Following is a review I wrote recently of a fascinating book, “Adam’s Belle: A Memoir of Love Without Bounds,” by Joyce Burnett in collaboration with the late Isabel Washington Powell, first wife of the late Congressman Adam Clayton Powell, Jr. This book can be obtained from DBM Press, LC .

Adam’s Belle rings true

Adam Clayton Powell, Jr. was a flamboyant individual. Well-educated and devilishly handsome, he was a firebrand minister, a passionate civil rights advocate, and a controversial politician. As the first African-American member of the U.S. House of Representatives from New York, he attracted international attention. The ups and downs of his life and career have been well-chronicled. Less is known or written, however, about the people in his life. Powell blazed like a nova, blinding us to the stars that orbited within his universe.
Author Joyce Burnett has taken a step in completing the record in Adam’s Belle: A Memoir of Love Without Bounds. Her collaboration with Isabel Washington Powell, Powell’s first wife, gives us a more textured picture of this complex man. More importantly, it gives us a first-hand look at a fascinating era in American history – the period from just before World War I through the current day.
The narrative spans the period from Isabel, or Belle’s, childhood in Savannah, Georgia, where her family was one of a very few African-American families living in a predominantly white neighborhood, through the Roaring 20’s and the Harlem Renaissance, to the Depression and World War II, to her death on May 1, 2007. This is more than the story of a beautiful, light-skinned African-American woman who had show business success. It is a chronicle of life in America; warts and all. It paints a picture of race relations during a turbulent and fascinating period; not just relations between black and white, but the stratification that existed within the African-American community based on skin color and hair texture. Belle and her sister Fredi, for a brief time, were stars in the black entertainment industry. They were also activists and fighters for civil rights and dignity. This memoir gives us an up close and personal look at the events and personalities of the era known as the Harlem Renaissance, with some revealing insights into people like Ethel Waters, Paul Robeson, Flo Ziegfield, Duke Ellington, and Josephine Baker.

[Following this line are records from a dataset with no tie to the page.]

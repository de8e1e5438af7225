use std::collections::HashMap;

use log::{debug, error, info, warn};
use rstar::RTree;
use topocheck_types::{BoundingBox, MultiPolygon, Polygon, Ring};

use super::{FeatureGeometryError, GapOutcome};
use crate::algebra::PolygonAlgebra;
use crate::check_error::CheckError;
use crate::config::ToleranceConfig;
use crate::error::GapCheckFailure;
use crate::feature::Feature;
use crate::index::{envelope, IndexedBox};

/// Finds regions fully enclosed by the areal features of a layer but covered by none of them.
///
/// Features are grouped into clusters of boxes that touch within the tolerance. Each cluster is unioned and the union
/// is subtracted from a rectangle slightly larger than the cluster's bounding box. Every resulting polygon that does
/// not reach the rectangle's border is a hole in the mosaic and is reported if its area is above the gap threshold.
///
/// Structurally invalid features are left out of the mosaic and listed in [`GapOutcome::invalid_features`]. Points
/// and lines are ignored, so a layer without any polygon has no gaps. The outcome carries a [`GapCheckFailure`] and
/// no errors when the layer is empty, when every polygon of it is invalid, or when the algebra backend fails.
///
/// Errors are ordered by the lower-left corner of the gap's bounding box, so the same layer always produces the
/// same list.
pub fn check_gaps<A>(
    features: &[Feature],
    config: &ToleranceConfig,
    algebra: &A,
) -> GapOutcome
where
    A: PolygonAlgebra + ?Sized,
{
    let mut invalid_features = vec![];
    let mut areas = vec![];
    let mut has_areal = false;
    for feature in features {
        has_areal |= feature.geometry.is_areal();
        if let Err(err) = feature.geometry.validate() {
            warn!("Feature {} is left out of gap check: {err}", feature.id);
            invalid_features.push(FeatureGeometryError::new(&feature.id, err));
            continue;
        }

        let Some(area) = feature.geometry.as_area() else {
            continue;
        };
        let Some(bbox) = area.bounding_box() else {
            continue;
        };

        areas.push(AreaEntry { area, bbox });
    }

    if features.is_empty() || (has_areal && areas.is_empty()) {
        info!("Gap check has no polygon features to work with");
        return GapOutcome::failed(GapCheckFailure::EmptyInput, invalid_features);
    }

    if areas.is_empty() {
        info!("Layer has no polygon features, nothing to check for gaps");
        return GapOutcome {
            invalid_features,
            ..Default::default()
        };
    }

    match find_gaps(areas, config, algebra) {
        Ok(errors) => GapOutcome {
            errors,
            invalid_features,
            failure: None,
        },
        Err(failure) => {
            error!("Gap check failed: {failure}");
            GapOutcome::failed(failure, invalid_features)
        }
    }
}

struct AreaEntry {
    area: MultiPolygon,
    bbox: BoundingBox,
}

fn find_gaps<A>(
    mut areas: Vec<AreaEntry>,
    config: &ToleranceConfig,
    algebra: &A,
) -> Result<Vec<CheckError>, GapCheckFailure>
where
    A: PolygonAlgebra + ?Sized,
{
    let tolerance = config.tolerance;
    let margin = tolerance.max(1e-9) * 10.0;

    let boxes: Vec<BoundingBox> = areas.iter().map(|a| a.bbox).collect();
    let clusters = clusters(&boxes, tolerance);
    info!(
        "Searching gaps among {} polygon features in {} clusters",
        areas.len(),
        clusters.len()
    );

    let mut errors = vec![];
    for members in clusters {
        let Some(cluster_box) = BoundingBox::union_all(members.iter().map(|&i| boxes[i])) else {
            continue;
        };

        let parts = members
            .iter()
            .map(|&i| std::mem::take(&mut areas[i].area))
            .collect();
        let union = algebra.union_all(parts)?;

        let hull_box = cluster_box.expand(margin);
        let hull = MultiPolygon::from(Polygon::from(Ring::new(
            hull_box.into_quadrangle().to_vec(),
        )));
        let uncovered = algebra.difference(&hull, &union)?;

        let inner_box = cluster_box.expand(tolerance);
        for polygon in uncovered.into_polygons() {
            let Some(gap_bbox) = polygon.bounding_box() else {
                continue;
            };
            if !inner_box.contains_box(&gap_bbox) {
                // Region outside of the mosaic.
                continue;
            }

            let gap = MultiPolygon::from(polygon);
            let gap_area = algebra.area(&gap);
            if gap_area <= config.area_noise_floor() || gap_area <= config.gap_threshold {
                continue;
            }

            let error_location = algebra
                .point_on_surface(&gap)
                .unwrap_or_else(|| gap_bbox.center());
            debug!(
                "Gap of area {gap_area} at {:?}",
                error_location.coords()
            );

            errors.push(CheckError::Gap {
                error_location,
                gap_area,
                gap_bbox,
                gap_area_bbox: cluster_box.union(&gap_bbox),
            });
        }
    }

    errors.sort_by(|a, b| {
        let (a, b) = (gap_corner(a), gap_corner(b));
        a[0].total_cmp(&b[0]).then(a[1].total_cmp(&b[1]))
    });

    Ok(errors)
}

fn gap_corner(error: &CheckError) -> [f64; 2] {
    match error {
        CheckError::Gap { gap_bbox, .. } => gap_bbox.min().coords(),
        _ => [f64::NAN; 2],
    }
}

/// Groups boxes that touch each other within the tolerance, directly or through other boxes.
///
/// Members of a cluster are sorted; clusters are ordered by their first member.
fn clusters(boxes: &[BoundingBox], tolerance: f64) -> Vec<Vec<usize>> {
    let tree = RTree::bulk_load(
        boxes
            .iter()
            .enumerate()
            .map(|(i, bbox)| IndexedBox::new(i, bbox))
            .collect(),
    );

    let mut parents: Vec<usize> = (0..boxes.len()).collect();
    for (i, bbox) in boxes.iter().enumerate() {
        for other in tree.locate_in_envelope_intersecting(&envelope(bbox, tolerance)) {
            let a = find_root(&mut parents, i);
            let b = find_root(&mut parents, other.idx);
            if a != b {
                parents[a.max(b)] = a.min(b);
            }
        }
    }

    let mut cluster_of_root = HashMap::new();
    let mut clusters: Vec<Vec<usize>> = vec![];
    for i in 0..boxes.len() {
        let root = find_root(&mut parents, i);
        let cluster = *cluster_of_root.entry(root).or_insert_with(|| {
            clusters.push(vec![]);
            clusters.len() - 1
        });
        clusters[cluster].push(i);
    }

    clusters
}

fn find_root(parents: &mut [usize], mut i: usize) -> usize {
    while parents[i] != i {
        parents[i] = parents[parents[i]];
        i = parents[i];
    }

    i
}

#[cfg(test)]
mod tests {
    use super::*;
    use crate::algebra::GeoAlgebra;
    use approx::assert_abs_diff_eq;
    use assert_matches::assert_matches;
    use topocheck_types::{Geom, LineString, Vector2d};

    fn v(x: f64, y: f64) -> Vector2d {
        Vector2d::new(x, y).expect("finite")
    }

    fn rect(id: &str, x1: f64, y1: f64, x2: f64, y2: f64) -> Feature {
        Feature::new(
            id,
            Polygon::from(Ring::new(vec![v(x1, y1), v(x2, y1), v(x2, y2), v(x1, y2)])),
        )
    }

    fn bbox(x1: f64, y1: f64, x2: f64, y2: f64) -> BoundingBox {
        BoundingBox::new(x1, y1, x2, y2).expect("finite")
    }

    /// Four rectangles framing the unit square at (1, 1).
    fn frame(x: f64, y: f64) -> Vec<Feature> {
        vec![
            rect("bottom", x, y, x + 3.0, y + 1.0),
            rect("top", x, y + 2.0, x + 3.0, y + 3.0),
            rect("left", x, y + 1.0, x + 1.0, y + 2.0),
            rect("right", x + 2.0, y + 1.0, x + 3.0, y + 2.0),
        ]
    }

    #[test]
    fn enclosed_hole_is_a_gap() {
        let outcome = check_gaps(&frame(0.0, 0.0), &ToleranceConfig::default(), &GeoAlgebra);
        assert!(!outcome.check_error_flag());
        assert!(outcome.invalid_features.is_empty());
        assert_eq!(outcome.errors.len(), 1);

        let CheckError::Gap {
            error_location,
            gap_area,
            gap_bbox,
            gap_area_bbox,
        } = &outcome.errors[0]
        else {
            panic!("expected gap, got {:?}", outcome.errors[0]);
        };
        assert_abs_diff_eq!(*gap_area, 1.0, epsilon = 1e-9);
        assert!(gap_bbox.eq_on_grid(&bbox(1.0, 1.0, 2.0, 2.0), 1e-6));
        assert!(gap_area_bbox.eq_on_grid(&bbox(0.0, 0.0, 3.0, 3.0), 1e-6));
        assert!(gap_area_bbox.contains_box(gap_bbox));
        assert!(gap_bbox.contains(error_location));
    }

    #[test]
    fn small_gap_is_ignored() {
        let config = ToleranceConfig::default().with_gap_threshold(1.5);
        let outcome = check_gaps(&frame(0.0, 0.0), &config, &GeoAlgebra);
        assert!(!outcome.check_error_flag());
        assert!(outcome.errors.is_empty());
    }

    #[test]
    fn tiling_has_no_gaps() {
        let features = vec![
            rect("a", 0.0, 0.0, 1.0, 1.0),
            rect("b", 1.0, 0.0, 2.0, 1.0),
            rect("c", 0.0, 1.0, 1.0, 2.0),
            rect("d", 1.0, 1.0, 2.0, 2.0),
        ];

        let outcome = check_gaps(&features, &ToleranceConfig::default(), &GeoAlgebra);
        assert!(!outcome.check_error_flag());
        assert!(outcome.errors.is_empty());
    }

    #[test]
    fn open_notch_is_not_a_gap() {
        let features = vec![
            rect("left", 0.0, 0.0, 1.0, 3.0),
            rect("bottom", 1.0, 0.0, 2.0, 1.0),
            rect("right", 2.0, 0.0, 3.0, 3.0),
        ];

        let outcome = check_gaps(&features, &ToleranceConfig::default(), &GeoAlgebra);
        assert!(outcome.errors.is_empty());
    }

    #[test]
    fn gaps_are_sorted() {
        let mut features = frame(10.0, 0.0);
        features.extend(frame(0.0, 5.0));

        let outcome = check_gaps(&features, &ToleranceConfig::default(), &GeoAlgebra);
        assert_eq!(outcome.errors.len(), 2);
        let corners: Vec<[f64; 2]> = outcome.errors.iter().map(gap_corner).collect();
        assert_abs_diff_eq!(corners[0][0], 1.0, epsilon = 1e-9);
        assert_abs_diff_eq!(corners[1][0], 11.0, epsilon = 1e-9);

        let CheckError::Gap { gap_area_bbox, .. } = &outcome.errors[1] else {
            panic!("expected gap");
        };
        assert!(gap_area_bbox.eq_on_grid(&bbox(10.0, 0.0, 13.0, 3.0), 1e-6));
    }

    #[test]
    fn repeated_runs_agree() {
        let features = frame(0.0, 0.0);
        let config = ToleranceConfig::default();

        let first = check_gaps(&features, &config, &GeoAlgebra);
        let second = check_gaps(&features, &config, &GeoAlgebra);
        assert_eq!(first.errors.len(), second.errors.len());
        for (a, b) in first.errors.iter().zip(&second.errors) {
            let (
                CheckError::Gap {
                    gap_bbox: a_bbox,
                    gap_area: a_area,
                    ..
                },
                CheckError::Gap {
                    gap_bbox: b_bbox,
                    gap_area: b_area,
                    ..
                },
            ) = (a, b)
            else {
                panic!("expected gaps");
            };
            assert!(a_bbox.eq_on_grid(b_bbox, 1e-6));
            assert_abs_diff_eq!(*a_area, *b_area, epsilon = 1e-9);
        }
    }

    #[test]
    fn invalid_features_are_excluded() {
        let mut features = frame(0.0, 0.0);
        features.push(Feature::new(
            "broken",
            Polygon::from(Ring::new(vec![v(1.2, 1.2), v(1.8, 1.8)])),
        ));

        let outcome = check_gaps(&features, &ToleranceConfig::default(), &GeoAlgebra);
        assert!(!outcome.check_error_flag());
        assert_eq!(outcome.errors.len(), 1);
        assert_eq!(outcome.invalid_features.len(), 1);
        assert_eq!(outcome.invalid_features[0].feature_id, "broken");
    }

    #[test]
    fn layer_without_polygons_has_no_gaps() {
        let features = vec![
            Feature::new("p", v(0.0, 0.0)),
            Feature::new("l", LineString::new(vec![v(0.0, 0.0), v(1.0, 1.0)])),
            Feature::new("empty", Geom::MultiPoint(vec![])),
        ];

        let outcome = check_gaps(&features, &ToleranceConfig::default(), &GeoAlgebra);
        assert!(!outcome.check_error_flag());
        assert!(outcome.errors.is_empty());
        assert_eq!(outcome.invalid_features.len(), 1);
    }

    #[test]
    fn no_valid_polygons_is_a_failure() {
        let outcome = check_gaps(&[], &ToleranceConfig::default(), &GeoAlgebra);
        assert_matches!(outcome.failure, Some(GapCheckFailure::EmptyInput));

        let features = vec![
            Feature::new("p", v(0.0, 0.0)),
            Feature::new(
                "broken",
                Polygon::from(Ring::new(vec![v(0.0, 0.0), v(1.0, 1.0)])),
            ),
        ];
        let outcome = check_gaps(&features, &ToleranceConfig::default(), &GeoAlgebra);
        assert!(outcome.check_error_flag());
        assert_matches!(outcome.failure, Some(GapCheckFailure::EmptyInput));
        assert!(outcome.errors.is_empty());
        assert_eq!(outcome.invalid_features.len(), 1);
    }

    #[test]
    fn cluster_grouping() {
        let boxes = vec![
            bbox(0.0, 0.0, 1.0, 1.0),
            bbox(5.0, 5.0, 6.0, 6.0),
            bbox(2.0, 0.0, 3.0, 1.0),
            bbox(1.0, 0.0, 2.0, 1.0),
            bbox(6.00001, 5.0, 7.0, 6.0),
        ];

        assert_eq!(clusters(&boxes, 1e-4), vec![vec![0, 2, 3], vec![1, 4]]);
        assert_eq!(
            clusters(&boxes, 0.0),
            vec![vec![0, 2, 3], vec![1], vec![4]]
        );
    }
}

It also paints a different picture of Adam Clayton Powell than the one based upon the publicity surrounding him until his death. Isabel’s love for her “Bunny Boy” shows through in her every word. Even though he divorced her to marry another show business personality, Hazel Scott, her love for him never flagged. Her account of the devastation of her divorce and how she learned to live alone again is both touching and reaffirming. Her deep faith is also evident, despite the commonly-held view of her day that show business people were all sinful.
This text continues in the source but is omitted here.